Task requirements
For the entries presented below, indicate the number of lines that include the word "ConfirmationModal", adding nothing else.

▬▬▬▬▬▬

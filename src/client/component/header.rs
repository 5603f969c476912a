use dioxus::prelude::*;
use dioxus_free_icons::{
    icons::fa_solid_icons::{FaBars, FaFutbol},
    Icon,
};
use dioxus_logger::tracing;

use crate::client::{
    api::use_client,
    component::notification_bell::NotificationBell,
    constant::SITE_NAME,
    model::{
        auth::{AuthContext, AuthState},
        notification::NotificationContext,
    },
    router::Route,
};

#[component]
pub fn Header() -> Element {
    let auth = use_context::<AuthContext>();
    let notifications = use_context::<NotificationContext>();
    let client = use_client();
    let nav = navigator();

    let state = auth.read().clone();
    let logout = move |_| {
        let client = client.clone();
        spawn(async move {
            if let Err(err) = client.auth().logout().await {
                tracing::error!("Failed to log out: {}", err);
            }
            auth.set(AuthState::NotLoggedIn);
            notifications.clear();
            nav.push(Route::Home {});
        });
    };

    rsx!(div {
        class: "fixed flex justify-between gap-4 w-full h-20 py-2 px-4 bg-base-200 z-20",
        div {
            class: "flex items-center gap-6",
            Link {
                to: Route::Home {},
                div {
                    class: "flex items-center gap-3",
                    Icon { width: 32, height: 32, icon: FaFutbol }
                    p { class: "md:text-xl text-wrap", {SITE_NAME} }
                }
            }
            nav {
                class: "hidden lg:flex gap-1",
                NavLinks {}
            }
            div {
                class: "dropdown lg:hidden",
                div {
                    tabindex: 0,
                    role: "button",
                    class: "btn btn-ghost",
                    Icon { width: 20, height: 20, icon: FaBars }
                }
                ul {
                    tabindex: 0,
                    class: "menu dropdown-content bg-base-100 rounded-box z-30 w-52 p-2 shadow",
                    NavLinks {}
                }
            }
        }
        div {
            class: "flex items-center gap-2",
            match state {
                AuthState::Authenticated(user) => rsx! {
                    NotificationBell {}
                    div {
                        class: "dropdown dropdown-end",
                        div {
                            tabindex: 0,
                            role: "button",
                            class: "btn btn-outline",
                            "{user.display_name()}"
                            if let Some(role) = &user.role {
                                span { class: "badge badge-sm {role.badge_color()}", "{role}" }
                            }
                        }
                        ul {
                            tabindex: 0,
                            class: "menu dropdown-content bg-base-100 rounded-box z-30 w-52 p-2 shadow",
                            li { Link { to: Route::Dashboard {}, "Dashboard" } }
                            li { Link { to: Route::Profile {}, "Profile" } }
                            li { Link { to: Route::Messages {}, "Messages" } }
                            li { button { onclick: logout, "Logout" } }
                        }
                    }
                },
                AuthState::Initializing => rsx! {},
                AuthState::NotLoggedIn | AuthState::Error(_) => rsx! {
                    Link { to: Route::Login {}, class: "btn btn-outline", "Login" }
                    Link { to: Route::Register {}, class: "btn btn-primary", "Register" }
                },
            }
        }
    })
}

#[component]
fn NavLinks() -> Element {
    rsx! {
        li { class: "list-none", Link { to: Route::Competitions {}, class: "btn btn-ghost btn-sm", "Competitions" } }
        li { class: "list-none", Link { to: Route::Teams {}, class: "btn btn-ghost btn-sm", "Teams" } }
        li { class: "list-none", Link { to: Route::Players {}, class: "btn btn-ghost btn-sm", "Players" } }
        li { class: "list-none", Link { to: Route::Matches {}, class: "btn btn-ghost btn-sm", "Matches" } }
        li { class: "list-none", Link { to: Route::Media {}, class: "btn btn-ghost btn-sm", "Media" } }
    }
}
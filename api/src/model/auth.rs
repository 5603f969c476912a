use serde::{Deserialize, Serialize};

use super::{
    player::PlayerPosition,
    user::{Role, UserDto},
};

#[derive(Serialize, Deserialize, Debug, Clone, PartialEq, Default)]
pub struct LoginRequest {
    pub email: String,
    pub password: String,
}

/// Reply of `POST /auth/login`.
#[derive(Serialize, Deserialize, Debug, Clone, PartialEq, Default)]
#[serde(rename_all = "camelCase", default)]
pub struct LoginResponse {
    pub token: String,
    pub refresh_token: Option<String>,
    pub user: UserDto,
}

/// Account creation payload; the role-specific fields are only sent for that role.
#[derive(Serialize, Deserialize, Debug, Clone, PartialEq, Default)]
#[serde(rename_all = "camelCase", default)]
pub struct RegisterRequest {
    pub user_name: String,
    pub email: String,
    pub first_name: String,
    pub last_name: String,
    pub password: String,
    pub role: Option<Role>,
    #[serde(skip_serializing_if = "Option::is_none")]
    pub phone: Option<String>,
    #[serde(skip_serializing_if = "Option::is_none")]
    pub position: Option<PlayerPosition>,
    #[serde(skip_serializing_if = "Option::is_none")]
    pub license_number: Option<String>,
    #[serde(skip_serializing_if = "Option::is_none")]
    pub years_of_experience: Option<i32>,
    #[serde(skip_serializing_if = "Option::is_none")]
    pub organization: Option<String>,
}

#[derive(Serialize, Debug, Clone, PartialEq)]
pub struct ForgotPasswordRequest {
    pub email: String,
}

#[derive(Serialize, Debug, Clone, PartialEq)]
#[serde(rename_all = "camelCase")]
pub struct ResetPasswordRequest {
    pub token: String,
    pub new_password: String,
}

/// Reply of `POST /auth/refresh-token` when the backend returns a token pair.
#[derive(Serialize, Deserialize, Debug, Clone, PartialEq, Default)]
#[serde(rename_all = "camelCase", default)]
pub struct RefreshTokenResponse {
    pub token: Option<String>,
    pub refresh_token: Option<String>,
}
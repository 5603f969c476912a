pub mod api;
pub mod app;
pub mod component;
pub mod constant;
pub mod format;
pub mod model;
pub mod route;
pub mod router;

pub use app::App;
pub mod form;
pub mod header;
pub mod layout;
pub mod listing;
pub mod modal;
pub mod notification_bell;
pub mod page;
pub mod pagination;
pub mod protected_layout;

pub use header::Header;
pub use layout::Layout;
pub use modal::{ConfirmationModal, Modal, ReasonModal};
pub use page::Page;
pub use pagination::PaginationControls;
pub use protected_layout::{ProtectedLayout, RequiresCoach, RequiresLoggedIn, RequiresOrganizer};
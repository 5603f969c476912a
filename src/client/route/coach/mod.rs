//! Pages of the coach dashboard: teams, players, competition registrations and
//! match sheets.

mod competitions;
mod create_team;
mod match_sheet_editor;
mod match_sheets;
mod players;
mod register_player;
mod team_detail;
mod teams;
mod transfer_player;

pub use competitions::CoachCompetitions;
pub use create_team::CoachCreateTeam;
pub use match_sheet_editor::CoachMatchSheetEditor;
pub use match_sheets::CoachMatchSheets;
pub use players::CoachPlayers;
pub use register_player::CoachRegisterPlayer;
pub use team_detail::CoachTeamDetail;
pub use teams::CoachTeams;
pub use transfer_player::CoachTransferPlayer;

use dioxus::prelude::*;
use dioxus_logger::tracing;
use league_api::{model::team::TeamDto, ApiError};

use crate::client::{
    api::use_client,
    component::{form::Field, page::ShortcutCard, Page},
    constant::SITE_NAME,
    format,
    model::auth::use_user_id,
    router::Route,
};

/// Teams managed by the signed-in coach.
fn use_coach_teams() -> Resource<Result<Vec<TeamDto>, ApiError>> {
    let client = use_client();
    let coach_id = use_user_id();

    use_resource(use_reactive!(|coach_id| {
        let client = client.clone();
        async move {
            client
                .teams()
                .get_coach_teams(coach_id)
                .await
                .inspect_err(|err| tracing::error!("Failed to fetch coach teams: {}", err))
        }
    }))
}

/// Select bound to a team id, among the coach's teams.
#[component]
fn TeamSelect(
    label: String,
    teams: Vec<TeamDto>,
    mut selected: Signal<Option<i64>>,
    error: Option<String>,
) -> Element {
    let current = selected();

    rsx! {
        Field {
            label,
            error,
            select {
                class: "select select-bordered w-full",
                onchange: move |evt| selected.set(evt.value().parse().ok()),
                option { value: "", selected: current.is_none(), "Choose a team" }
                for team in teams {
                    if let Some(id) = team.id {
                        option {
                            value: "{id}",
                            selected: current == Some(id),
                            "{format::text(team.name.as_deref())}"
                        }
                    }
                }
            }
        }
    }
}

#[component]
pub fn CoachDashboard() -> Element {
    let client = use_client();
    let coach_id = use_user_id();
    let teams = use_coach_teams();

    let players = use_resource({
        let client = client.clone();
        use_reactive!(|coach_id| {
            let client = client.clone();
            async move {
                client
                    .players()
                    .get_coach_players(coach_id)
                    .await
                    .inspect_err(|err| tracing::error!("Failed to fetch coach players: {}", err))
            }
        })
    });

    let sheets = use_resource({
        let client = client.clone();
        use_reactive!(|coach_id| {
            let client = client.clone();
            async move {
                client
                    .matches()
                    .get_coach_sheets(coach_id)
                    .await
                    .inspect_err(|err| tracing::error!("Failed to fetch coach match sheets: {}", err))
            }
        })
    });

    let requests = use_resource(use_reactive!(|coach_id| {
        let client = client.clone();
        async move {
            client
                .competitions()
                .get_coach_requests(coach_id)
                .await
                .inspect_err(|err| tracing::error!("Failed to fetch competition requests: {}", err))
        }
    }));

    let count = |value: Option<usize>| value.map(|v| v.to_string()).unwrap_or_else(|| format::PLACEHOLDER.to_string());
    let team_count = count(teams.read().as_ref().and_then(|r| r.as_ref().ok()).map(Vec::len));
    let player_count = count(players.read().as_ref().and_then(|r| r.as_ref().ok()).map(Vec::len));
    let pending_requests = count(
        requests
            .read()
            .as_ref()
            .and_then(|r| r.as_ref().ok())
            .map(|list| list.iter().filter(|r| r.is_pending()).count()),
    );
    let (pending_sheets, validated_sheets) = match &*sheets.read_unchecked() {
        Some(Ok(summary)) => (
            summary.pending_match_sheets.to_string(),
            summary.validated_match_sheets.to_string(),
        ),
        _ => (format::PLACEHOLDER.to_string(), format::PLACEHOLDER.to_string()),
    };

    rsx! {
        Title { "Coach dashboard | {SITE_NAME}" }
        Page {
            class: "flex flex-col items-center w-full",
            div {
                class: "w-full max-w-6xl flex flex-col gap-6",
                h1 { class: "text-lg sm:text-2xl", "Coach dashboard" }
                div {
                    class: "stats stats-vertical md:stats-horizontal bg-base-200 w-full",
                    div {
                        class: "stat",
                        div { class: "stat-title", "Teams" }
                        div { class: "stat-value", "{team_count}" }
                    }
                    div {
                        class: "stat",
                        div { class: "stat-title", "Players" }
                        div { class: "stat-value", "{player_count}" }
                    }
                    div {
                        class: "stat",
                        div { class: "stat-title", "Sheets to complete" }
                        div { class: "stat-value text-warning", "{pending_sheets}" }
                    }
                    div {
                        class: "stat",
                        div { class: "stat-title", "Validated sheets" }
                        div { class: "stat-value text-success", "{validated_sheets}" }
                    }
                    div {
                        class: "stat",
                        div { class: "stat-title", "Pending requests" }
                        div { class: "stat-value", "{pending_requests}" }
                    }
                }
                div {
                    class: "grid grid-cols-1 sm:grid-cols-2 lg:grid-cols-3 gap-4",
                    ShortcutCard { title: "My teams", text: "Create and manage your teams", to: Route::CoachTeams {} }
                    ShortcutCard { title: "Players", text: "Register, update and transfer players", to: Route::CoachPlayers {} }
                    ShortcutCard { title: "Competitions", text: "Register or withdraw your teams", to: Route::CoachCompetitions {} }
                    ShortcutCard { title: "Match sheets", text: "Prepare line-ups before each match", to: Route::CoachMatchSheets {} }
                    ShortcutCard { title: "Messages", text: "Talk to your players and organizers", to: Route::Messages {} }
                }
            }
        }
    }
}
use dioxus::prelude::*;

use super::Modal;

/// Asks before a destructive action such as deleting a team or removing a player.
#[component]
pub fn ConfirmationModal(
    show: Signal<bool>,
    title: String,
    message: String,
    confirm_text: String,
    #[props(default = "btn-error".to_string())] confirm_class: String,
    is_processing: bool,
    on_confirm: EventHandler<()>,
) -> Element {
    rsx!(
        Modal {
            show,
            title,
            prevent_close: is_processing,
            p { class: "py-4", "{message}" }
            div {
                class: "modal-action",
                button {
                    r#type: "button",
                    class: "btn",
                    disabled: is_processing,
                    onclick: move |_| show.set(false),
                    "Cancel"
                }
                button {
                    r#type: "button",
                    class: "btn {confirm_class}",
                    disabled: is_processing,
                    onclick: move |_| on_confirm.call(()),
                    if is_processing {
                        span { class: "loading loading-spinner loading-sm mr-2" }
                    }
                    "{confirm_text}"
                }
            }
        }
    )
}
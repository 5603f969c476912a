use league_api::model::team::{StandingDto, TeamDto};

pub const DEFAULT_ID: i64 = 10;
pub const DEFAULT_NAME: &str = "Red Lions";
pub const DEFAULT_CATEGORY: &str = "U17";

pub fn dto() -> TeamDto {
    TeamDto {
        id: Some(DEFAULT_ID),
        name: Some(DEFAULT_NAME.to_string()),
        category: Some(DEFAULT_CATEGORY.to_string()),
        coach_id: Some(super::user::DEFAULT_COACH_ID),
        coach_name: Some("Carla Mendes".to_string()),
        player_count: Some(18),
        ..Default::default()
    }
}

pub fn standing(team_id: i64, team_name: &str, points: i32) -> StandingDto {
    StandingDto {
        competition_id: Some(super::competition::DEFAULT_ID),
        team_id: Some(team_id),
        team_name: Some(team_name.to_string()),
        points: Some(points),
        ..Default::default()
    }
}
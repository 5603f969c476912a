use dioxus::prelude::*;

use crate::client::{component::page::ErrorPage, constant::SITE_NAME};

#[component]
pub fn NotFound(segments: Vec<String>) -> Element {
    let path = segments.join("/");

    rsx! {
        Title { "Not found | {SITE_NAME}" }
        ErrorPage { status: 404, message: "Nothing lives at /{path}" }
    }
}
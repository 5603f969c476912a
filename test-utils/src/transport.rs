use std::{
    cell::RefCell,
    collections::{HashMap, VecDeque},
    rc::Rc,
};

use league_api::{
    http::{HttpRequest, HttpResponse, Method, Transport},
    ApiError,
};

/// Base URL every test client is configured with.
pub const BASE_URL: &str = "http://league.test/api";

type Reply = Result<HttpResponse, ApiError>;

#[derive(Default)]
struct State {
    routes: HashMap<(Method, String), VecDeque<Reply>>,
    requests: Vec<HttpRequest>,
}

/// Scripted transport recording every request.
///
/// Replies are keyed by method and path (without the base URL and query string).
/// Scripted replies for a route are returned in order and the last one repeats.
/// Unscripted routes answer 404. Clones share the same script and history.
#[derive(Clone, Default)]
pub struct MockTransport {
    state: Rc<RefCell<State>>,
}

impl MockTransport {
    pub fn new() -> Self {
        Self::default()
    }

    fn push(&self, method: Method, path: &str, reply: Reply) {
        self.state
            .borrow_mut()
            .routes
            .entry((method, path.to_string()))
            .or_default()
            .push_back(reply);
    }

    pub fn respond(&self, method: Method, path: &str, status: u16, body: &str) {
        self.push(method, path, Ok(HttpResponse::new(status, body)));
    }

    pub fn respond_json<B: serde::Serialize + ?Sized>(
        &self,
        method: Method,
        path: &str,
        body: &B,
    ) -> Result<(), serde_json::Error> {
        let body = serde_json::to_string(body)?;
        self.respond(method, path, 200, &body);
        Ok(())
    }

    /// Makes the route fail before any response arrives.
    pub fn fail(&self, method: Method, path: &str, reason: &str) {
        self.push(method, path, Err(ApiError::Network(reason.to_string())));
    }

    /// Every request sent so far, in order.
    pub fn requests(&self) -> Vec<HttpRequest> {
        self.state.borrow().requests.clone()
    }

    /// Requests as "METHOD /path?query", relative to [`BASE_URL`].
    pub fn calls(&self) -> Vec<String> {
        self.requests()
            .iter()
            .map(|r| format!("{} {}", r.method, relative(&r.url)))
            .collect()
    }

    pub fn last_request(&self) -> Option<HttpRequest> {
        self.state.borrow().requests.last().cloned()
    }

    /// Number of requests sent to `path`, whatever the method or query.
    pub fn count(&self, path: &str) -> usize {
        self.state
            .borrow()
            .requests
            .iter()
            .filter(|r| route_path(&r.url) == path)
            .count()
    }
}

fn relative(url: &str) -> &str {
    url.strip_prefix(BASE_URL).unwrap_or(url)
}

fn route_path(url: &str) -> &str {
    let relative = relative(url);
    relative.split('?').next().unwrap_or(relative)
}

impl Transport for MockTransport {
    async fn send(&self, request: HttpRequest) -> Result<HttpResponse, ApiError> {
        let key = (request.method, route_path(&request.url).to_string());
        let mut state = self.state.borrow_mut();
        state.requests.push(request);

        let Some(replies) = state.routes.get_mut(&key) else {
            let message = format!("{{\"message\":\"No mock for {} {}\"}}", key.0, key.1);
            return Ok(HttpResponse::new(404, message));
        };

        if replies.len() > 1 {
            replies
                .pop_front()
                .unwrap_or_else(|| Ok(HttpResponse::new(500, "")))
        } else {
            replies
                .front()
                .cloned()
                .unwrap_or_else(|| Ok(HttpResponse::new(500, "")))
        }
    }
}

#[cfg(test)]
mod test {
    use super::*;

    fn get(path: &str) -> HttpRequest {
        HttpRequest::new(Method::Get, format!("{}{}", BASE_URL, path))
    }

    #[tokio::test]
    async fn replies_in_order_then_repeats_last() {
        let transport = MockTransport::new();
        transport.respond(Method::Get, "/teams", 401, "");
        transport.respond(Method::Get, "/teams", 200, "[]");

        let statuses = [
            transport.send(get("/teams")).await.map(|r| r.status),
            transport.send(get("/teams?name=x")).await.map(|r| r.status),
            transport.send(get("/teams")).await.map(|r| r.status),
        ];

        assert_eq!(statuses, [Ok(401), Ok(200), Ok(200)]);
        assert_eq!(transport.count("/teams"), 3);
        assert_eq!(transport.calls()[1], "GET /teams?name=x");
    }

    #[tokio::test]
    async fn unscripted_routes_are_not_found() {
        let transport = MockTransport::new();

        let response = transport.send(get("/nowhere")).await;

        assert_eq!(response.map(|r| r.status), Ok(404));
    }
}
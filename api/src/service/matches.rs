use crate::{
    client::ApiClient,
    endpoints::matches as ep,
    error::ApiError,
    http::Transport,
    model::{
        match_sheet::{
            CoachMatchSheetDto, CoachMatchSheetsResponseDto, MatchSheetDto,
            MatchSheetValidationDto,
        },
        matches::{
            ConsolidatedMatchDto, MatchDto, MatchFilter, MatchParticipantDto,
            MatchScoreUpdateDto, MatchStatusUpdateDto,
        },
    },
    storage::TokenStore,
};

pub struct MatchService<'a, T, S> {
    client: &'a ApiClient<T, S>,
}

impl<'a, T: Transport, S: TokenStore> MatchService<'a, T, S> {
    pub fn new(client: &'a ApiClient<T, S>) -> Self {
        Self { client }
    }

    pub async fn get_by_team(&self, team_id: i64, filter: &MatchFilter) -> Result<Vec<MatchDto>, ApiError> {
        self.client.get_with(&ep::by_team(team_id), filter).await
    }

    pub async fn get_all(&self, filter: &MatchFilter) -> Result<Vec<MatchDto>, ApiError> {
        self.client.get_with(ep::BASE, filter).await
    }

    pub async fn get_by_id(&self, match_id: i64) -> Result<MatchDto, ApiError> {
        self.client.get(&ep::by_id(match_id)).await
    }

    pub async fn get_by_competition(
        &self,
        competition_id: i64,
        filter: &MatchFilter,
    ) -> Result<Vec<MatchDto>, ApiError> {
        self.client
            .get_with(&ep::by_competition(competition_id), filter)
            .await
    }

    pub async fn get_sheets_by_match(&self, match_id: i64) -> Result<Vec<MatchSheetDto>, ApiError> {
        self.client.get(&ep::sheets(match_id)).await
    }

    pub async fn get_sheet(&self, match_sheet_id: i64) -> Result<MatchSheetDto, ApiError> {
        self.client.get(&ep::by_sheet(match_sheet_id)).await
    }

    pub async fn get_consolidated(&self, match_id: i64) -> Result<ConsolidatedMatchDto, ApiError> {
        self.client.get(&ep::consolidated(match_id)).await
    }

    pub async fn get_team_match_sheet(
        &self,
        team_id: i64,
        match_id: i64,
    ) -> Result<MatchSheetDto, ApiError> {
        self.client.get(&ep::team_match(team_id, match_id)).await
    }

    pub async fn get_by_player(&self, player_id: i64) -> Result<Vec<MatchDto>, ApiError> {
        self.client.get(&ep::by_player(player_id)).await
    }

    pub async fn schedule(&self, organizer_id: i64, game: &MatchDto) -> Result<MatchDto, ApiError> {
        self.client
            .post(&ep::organizer::schedule(organizer_id), game)
            .await
    }

    /// Changes the status of a match; `reason` is sent alongside the update.
    pub async fn update_status(
        &self,
        organizer_id: i64,
        update: &MatchStatusUpdateDto,
        reason: &str,
    ) -> Result<MatchDto, ApiError> {
        let body = MatchStatusUpdateDto {
            reason: Some(reason.to_string()),
            ..update.clone()
        };
        self.client
            .put(&ep::organizer::update_status(organizer_id), &body)
            .await
    }

    pub async fn update(&self, organizer_id: i64, game: &MatchDto) -> Result<MatchDto, ApiError> {
        self.client
            .put(&ep::organizer::update(organizer_id), game)
            .await
    }

    pub async fn update_score(
        &self,
        organizer_id: i64,
        score: &MatchScoreUpdateDto,
    ) -> Result<MatchDto, ApiError> {
        self.client
            .put(&ep::organizer::update_score(organizer_id), score)
            .await
    }

    pub async fn update_participants(
        &self,
        organizer_id: i64,
        match_id: i64,
        participants: &[MatchParticipantDto],
    ) -> Result<Vec<MatchParticipantDto>, ApiError> {
        self.client
            .put(
                &ep::organizer::update_participants(organizer_id, match_id),
                participants,
            )
            .await
    }

    /// Approves or rejects a submitted sheet; `comments` is sent alongside the decision.
    pub async fn validate_sheet(
        &self,
        organizer_id: i64,
        validation: &MatchSheetValidationDto,
        comments: Option<&str>,
    ) -> Result<MatchSheetDto, ApiError> {
        let body = MatchSheetValidationDto {
            comments: comments.map(str::to_string).or_else(|| validation.comments.clone()),
            ..validation.clone()
        };
        self.client
            .put(&ep::organizer::validate_sheet(organizer_id), &body)
            .await
    }

    pub async fn get_coach_team_sheets(
        &self,
        coach_id: i64,
        team_id: i64,
    ) -> Result<CoachMatchSheetsResponseDto, ApiError> {
        self.client.get(&ep::coach::sheets(coach_id, team_id)).await
    }

    pub async fn get_coach_sheets(&self, coach_id: i64) -> Result<CoachMatchSheetsResponseDto, ApiError> {
        self.client.get(&ep::coach::all_sheets(coach_id)).await
    }

    pub async fn get_coach_sheet(
        &self,
        coach_id: i64,
        match_sheet_id: i64,
    ) -> Result<CoachMatchSheetDto, ApiError> {
        self.client
            .get(&ep::coach::sheet(coach_id, match_sheet_id))
            .await
    }

    pub async fn update_coach_sheet(
        &self,
        coach_id: i64,
        match_sheet_id: i64,
        sheet: &CoachMatchSheetDto,
    ) -> Result<CoachMatchSheetDto, ApiError> {
        self.client
            .put(&ep::coach::update_sheet(coach_id, match_sheet_id), sheet)
            .await
    }
}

▬▬▬▬▬▬

Solution to this task
2